Informacoes sobre ordens
| Nome do Produto | Numero de Catalogo | UNID | Preco | Qde | FAVORITOS | |
IRF-7 Plasmídeo duplo de Nickase (m) | sc-424785-NIC | 20 µg | $410.00 | |||
IRF-7 Plasmídeo duplo de Nickase (m2) | sc-424785-NIC-2 | 20 µg | $410.00 |
O gene Irf7 de camundongo codifica o fator regulador de interferon 7 (IRF-7), um fator de transcrição que atua como um amplificador central das respostas de interferon tipo I a jusante de receptores de reconhecimento de padrões. Após a ativação por vias que incluem TLR7/9–MyD88 e RIG-I/MDA5–MAVS, o IRF-7 é fosforilado por quinases como TBK1 e IKKε, transloca-se para o núcleo e induz programas de genes estimulados por interferon. Esse eixo de sinalização molda a imunidade antiviral e a expressão de genes inflamatórios, e a atividade desregulada do IRF-7 tem sido implicada em alterações na defesa do hospedeiro e em imunopatologia impulsionada por interferon. Assim, o Irf7 é amplamente estudado na sinalização imune inata, na regulação de citocinas e em modelos de infecção e inflamação sistêmica.
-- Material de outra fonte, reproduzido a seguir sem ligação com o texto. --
//! Backend initialization, unsealing and root token regeneration.
//!
//! This module provides the raw operations; `store_client` decides when
//! they are allowed to run.

use crate::vault::common::{call, str_field};
use crate::vault::transport::{BackendRequest, Transport};
use crate::vault::SecretsError;
use base64::engine::general_purpose::{STANDARD, STANDARD_NO_PAD};
use base64::Engine;
use serde::{Deserialize, Serialize};
use serde_json::json;
use std::collections::HashSet;
use std::fmt;
use tracing::{info, warn};

/// Response returned from backend initialization.
#[derive(Clone, Serialize, Deserialize)]
pub struct InitResponse {
    /// Unseal key shares (hex).
    pub keys: Vec<String>,
    /// The same shares in base64.
    #[serde(default)]
    pub keys_base64: Vec<String>,
    /// Root token for the initialized backend.
    pub root_token: String,
}

impl fmt::Debug for InitResponse {
    fn fmt(&self, f: &mut fmt::Formatter<'_>) -> fmt::Result {
        f.debug_struct("InitResponse")
            .field("keys", &format!("[{} shares]", self.keys.len()))
            .field("root_token", &"[REDACTED]")
            .finish()
    }
}

/// Structure representing the result of an unseal operation.
#[derive(Debug, Clone, Copy, PartialEq, Eq, Serialize, Deserialize)]
pub struct UnsealProgress {
    pub sealed: bool,
    pub progress: u8,
    #[serde(rename = "t")]
    pub threshold: u8,
}

/// Checks `0 < threshold <= shares`.
pub fn validate_init_params(secret_threshold: u8, secret_shares: u8) -> Result<(), SecretsError> {
    if secret_threshold == 0 || secret_shares == 0 {
        return Err(SecretsError::Invalid(
            "secret threshold and secret shares must be greater than zero".to_string(),
        ));
    }
    if secret_threshold > secret_shares {
        return Err(SecretsError::Invalid(format!(
            "secret threshold {} exceeds secret shares {}",
            secret_threshold, secret_shares
        )));
    }
    Ok(())
}

/// Initializes the backend via `sys/init`.
pub async fn init(
    transport: &dyn Transport,
    secret_threshold: u8,
    secret_shares: u8,
) -> Result<InitResponse, SecretsError> {
    validate_init_params(secret_threshold, secret_shares)?;

    let body = call(
        transport,
        BackendRequest::put("/v1/sys/init").with_body(json!({
            "secret_shares": secret_shares,
            "secret_threshold": secret_threshold,
        })),
    )
    .await?;
    let response: InitResponse = serde_json::from_value(body)?;

    if response.keys.len() != usize::from(secret_shares) {
        warn!(
            "Requested {} key shares but received {}",
            secret_shares,
            response.keys.len()
        );
    }
    info!(
        "Secret store initialized with {} shares, threshold {}",
        response.keys.len(),
        secret_threshold
    );
    Ok(response)
}

/// Decodes an unseal key share given either in hex or in base64.
pub fn decode_share(key: &str) -> Result<Vec<u8>, SecretsError> {
    let key = key.trim();
    if key.is_empty() {
        return Err(SecretsError::Invalid("empty unseal key".to_string()));
    }
    if key.len() % 2 == 0 && key.bytes().all(|b| b.is_ascii_hexdigit()) {
        return Ok(decode_hex(key));
    }
    STANDARD
        .decode(key)
        .or_else(|_| STANDARD_NO_PAD.decode(key))
        .map_err(|_| SecretsError::Invalid("malformed unseal key".to_string()))
}

fn decode_hex(key: &str) -> Vec<u8> {
    key.as_bytes()
        .chunks(2)
        .map(|pair| {
            let hi = (pair[0] as char).to_digit(16).unwrap_or(0);
            let lo = (pair[1] as char).to_digit(16).unwrap_or(0);
            (hi * 16 + lo) as u8
        })
        .collect()
}

/// Decodes every share and rejects duplicates, both inside `keys` and
/// against shares already accepted in `submitted`.
pub fn validate_shares(
    keys: &[String],
    submitted: &HashSet<Vec<u8>>,
) -> Result<Vec<Vec<u8>>, SecretsError> {
    if keys.is_empty() {
        return Err(SecretsError::Invalid("no unseal keys provided".to_string()));
    }
    let mut seen = HashSet::new();
    let mut decoded = Vec::with_capacity(keys.len());
    for key in keys {
        let share = decode_share(key)?;
        if submitted.contains(&share) || !seen.insert(share.clone()) {
            return Err(SecretsError::Invalid("duplicate unseal key".to_string()));
        }
        decoded.push(share);
    }
    Ok(decoded)
}

/// Submits shares to `sys/unseal` until the backend unseals or the shares
/// run out. Accepted shares are added to `submitted`.
pub async fn unseal(
    transport: &dyn Transport,
    keys: &[String],
    submitted: &mut HashSet<Vec<u8>>,
) -> Result<UnsealProgress, SecretsError> {
    let shares = validate_shares(keys, submitted)?;

    let mut progress = None;
    for (key, share) in keys.iter().zip(shares) {
        let body = call(
            transport,
            BackendRequest::put("/v1/sys/unseal").with_body(json!({ "key": key.trim() })),
        )
        .await?;
        let current: UnsealProgress = serde_json::from_value(body)?;
        submitted.insert(share);
        progress = Some(current);
        if !current.sealed {
            break;
        }
        info!("Unseal progress: {}/{}", current.progress, current.threshold);
    }

    progress.ok_or_else(|| SecretsError::malformed("no unseal response"))
}

/// Regenerates the root token from unseal key shares using the one-time
/// password flow of `sys/generate-root`.
pub async fn regen_root_token(
    transport: &dyn Transport,
    keys: &[String],
) -> Result<String, SecretsError> {
    validate_shares(keys, &HashSet::new())?;

    // Cancel anything left behind by an earlier run
    call(transport, BackendRequest::delete("/v1/sys/generate-root/attempt")).await?;

    let attempt = call(
        transport,
        BackendRequest::put("/v1/sys/generate-root/attempt").with_body(json!({})),
    )
    .await?;
    let otp = str_field(&attempt, "/otp")?;
    let nonce = str_field(&attempt, "/nonce")?;
    let required = attempt
        .get("required")
        .and_then(|v| v.as_u64())
        .unwrap_or(0) as usize;

    if keys.len() < required {
        cancel_root_generation(transport).await;
        return Err(SecretsError::Invalid(format!(
            "{} key shares provided but {} are required",
            keys.len(),
            required
        )));
    }

    for key in keys {
        let update = call(
            transport,
            BackendRequest::put("/v1/sys/generate-root/update")
                .with_body(json!({ "key": key.trim(), "nonce": nonce })),
        )
        .await;
        let update = match update {
            Ok(update) => update,
            Err(e) => {
                cancel_root_generation(transport).await;
                return Err(e);
            }
        };

        if update.get("complete").and_then(|v| v.as_bool()) == Some(true) {
            let encoded = str_field(&update, "/encoded_token")?;
            let token = decode_root_token(&encoded, &otp)?;
            info!("Root token regenerated; the previous root token must be treated as revoked");
            return Ok(token);
        }
    }

    cancel_root_generation(transport).await;
    Err(SecretsError::Invalid(
        "root token generation did not complete with the provided shares".to_string(),
    ))
}

async fn cancel_root_generation(transport: &dyn Transport) {
    if let Err(e) = call(transport, BackendRequest::delete("/v1/sys/generate-root/attempt")).await {
        warn!("Failed to cancel root token generation: {}", e);
    }
}

/// Decodes the `encoded_token` of a finished generate-root attempt by
/// XOR-ing it with the attempt's one-time password.
pub fn decode_root_token(encoded: &str, otp: &str) -> Result<String, SecretsError> {
    let bytes = STANDARD
        .decode(encoded)
        .or_else(|_| STANDARD_NO_PAD.decode(encoded))
        .map_err(|e| SecretsError::malformed(format!("encoded root token: {}", e)))?;
    if bytes.len() != otp.len() {
        return Err(SecretsError::malformed(format!(
            "encoded root token length {} does not match otp length {}",
            bytes.len(),
            otp.len()
        )));
    }
    let decoded: Vec<u8> = bytes
        .iter()
        .zip(otp.as_bytes())
        .map(|(b, o)| b ^ o)
        .collect();
    String::from_utf8(decoded)
        .map_err(|_| SecretsError::malformed("decoded root token is not valid UTF-8"))
}

#[cfg(test)]
mod tests {
    use super::*;
    use crate::vault::test_utils::InMemoryBackend;
    use crate::vault::ErrorKind;

    #[test]
    fn test_init_param_validation() {
        assert!(validate_init_params(3, 5).is_ok());
        assert!(validate_init_params(1, 1).is_ok());
        assert_eq!(validate_init_params(0, 5).unwrap_err().kind(), ErrorKind::Invalid);
        assert_eq!(validate_init_params(6, 5).unwrap_err().kind(), ErrorKind::Invalid);
    }

    #[test]
    fn test_share_decoding_accepts_hex_and_base64() {
        assert_eq!(decode_share("0aff").unwrap(), vec![0x0a, 0xff]);
        assert_eq!(decode_share("Cv8=").unwrap(), vec![0x0a, 0xff]);
        assert_eq!(decode_share("%%%").unwrap_err().kind(), ErrorKind::Invalid);
    }

    #[test]
    fn test_duplicate_shares_across_forms_are_rejected() {
        let keys = vec!["0aff".to_string(), "Cv8=".to_string()];
        let err = validate_shares(&keys, &HashSet::new()).unwrap_err();
        assert_eq!(err.kind(), ErrorKind::Invalid);

        let mut submitted = HashSet::new();
        submitted.insert(vec![0x0a, 0xff]);
        let err = validate_shares(&["Cv8=".to_string()], &submitted).unwrap_err();
        assert_eq!(err.kind(), ErrorKind::Invalid);
    }

    #[test]
    fn test_root_token_decoding() {
        let otp = "abcdefgh";
        let token = "hvs.1234";
        let xored: Vec<u8> = token.bytes().zip(otp.bytes()).map(|(t, o)| t ^ o).collect();
        let encoded = STANDARD_NO_PAD.encode(xored);
        assert_eq!(decode_root_token(&encoded, otp).unwrap(), token);
        assert!(decode_root_token(&encoded, "short").is_err());
    }

    #[tokio::test]
    async fn test_init_returns_requested_shares() {
        let backend = InMemoryBackend::new();
        let response = init(&backend, 3, 5).await.unwrap();
        assert_eq!(response.keys.len(), 5);
        assert_eq!(response.keys_base64.len(), 5);
        assert!(!response.root_token.is_empty());
        assert!(!format!("{:?}", response).contains(&response.root_token));

        let err = init(&backend, 3, 5).await.unwrap_err();
        assert_eq!(err.kind(), ErrorKind::AlreadyInitialized);
    }

    #[tokio::test]
    async fn test_unseal_accumulates_across_calls() {
        let backend = InMemoryBackend::new();
        let response = init(&backend, 3, 5).await.unwrap();
        let mut submitted = HashSet::new();

        let first = unseal(&backend, &response.keys_base64[..2], &mut submitted)
            .await
            .unwrap();
        assert!(first.sealed);
        assert_eq!(first.progress, 2);

        let second = unseal(&backend, &response.keys_base64[2..], &mut submitted)
            .await
            .unwrap();
        assert!(!second.sealed);
    }

    #[tokio::test]
    async fn test_unseal_with_unknown_share_is_invalid() {
        let backend = InMemoryBackend::new();
        init(&backend, 2, 3).await.unwrap();
        let bogus = STANDARD.encode([7u8; 32]);
        let err = unseal(&backend, &[bogus], &mut HashSet::new())
            .await
            .unwrap_err();
        assert_eq!(err.kind(), ErrorKind::Invalid);
    }

    #[tokio::test]
    async fn test_regen_root_token() {
        let backend = InMemoryBackend::new();
        let response = init(&backend, 2, 3).await.unwrap();
        unseal(&backend, &response.keys, &mut HashSet::new())
            .await
            .unwrap();

        let err = regen_root_token(&backend, &response.keys[..1])
            .await
            .unwrap_err();
        assert_eq!(err.kind(), ErrorKind::Invalid);

        let new_root = regen_root_token(&backend, &response.keys[1..])
            .await
            .unwrap();
        assert_ne!(new_root, response.root_token);
        assert!(backend.is_root_token(&new_root));
        assert!(!backend.is_root_token(&response.root_token));
    }
}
IRF-7 O Plasmídeo de Nickase Dupla (m) consiste num par de plasmídeos combinados, concebidos para a edição de alta especificidade do locus Irf7 em linhas celulares mouse. Cada plasmídeo expressa uma nickase Cas9 D10A e um sgRNA distinto que tem como alvo cadeias de ADN opostas dentro de Irf7. Quando direcionadas para locais adjacentes em cadeias de ADN opostas, as duas nickases geram cortes deslocados numa única cadeia que, em conjunto, produzem uma quebra escalonada de cadeia dupla, exigindo uma atividade coordenada no alvo por parte de ambas as guias. A quebra de ADN resultante é resolvida por vias de reparação celular endógenas, mais frequentemente através da junção de extremidades não homólogas (NHEJ), levando a inserções ou deleções que perturbam a função Irf7. Ao exigir o envolvimento de dois sgRNA no locus alvo, a abordagem de dupla nickase aumenta a especificidade da edição e fornece uma estratégia CRISPR complementar para aplicações em que se deseja um controlo adicional sobre a precisão do direcionamento.
Para apoiar a identificação eficiente das células editadas, um plasmídeo codifica GFP para visualização fluorescente das populações transfectadas, enquanto o plasmídeo complementar transporta um gene de resistência à puromicina para seleção antibiótica. Em conjunto, estas características apoiam o enriquecimento eficiente das populações co-transfectadas e simplificam a validação dos clones com Irf7 interrompido.
Apenas para uso em investigação. Não se destina a uso diagnóstico ou terapêutico.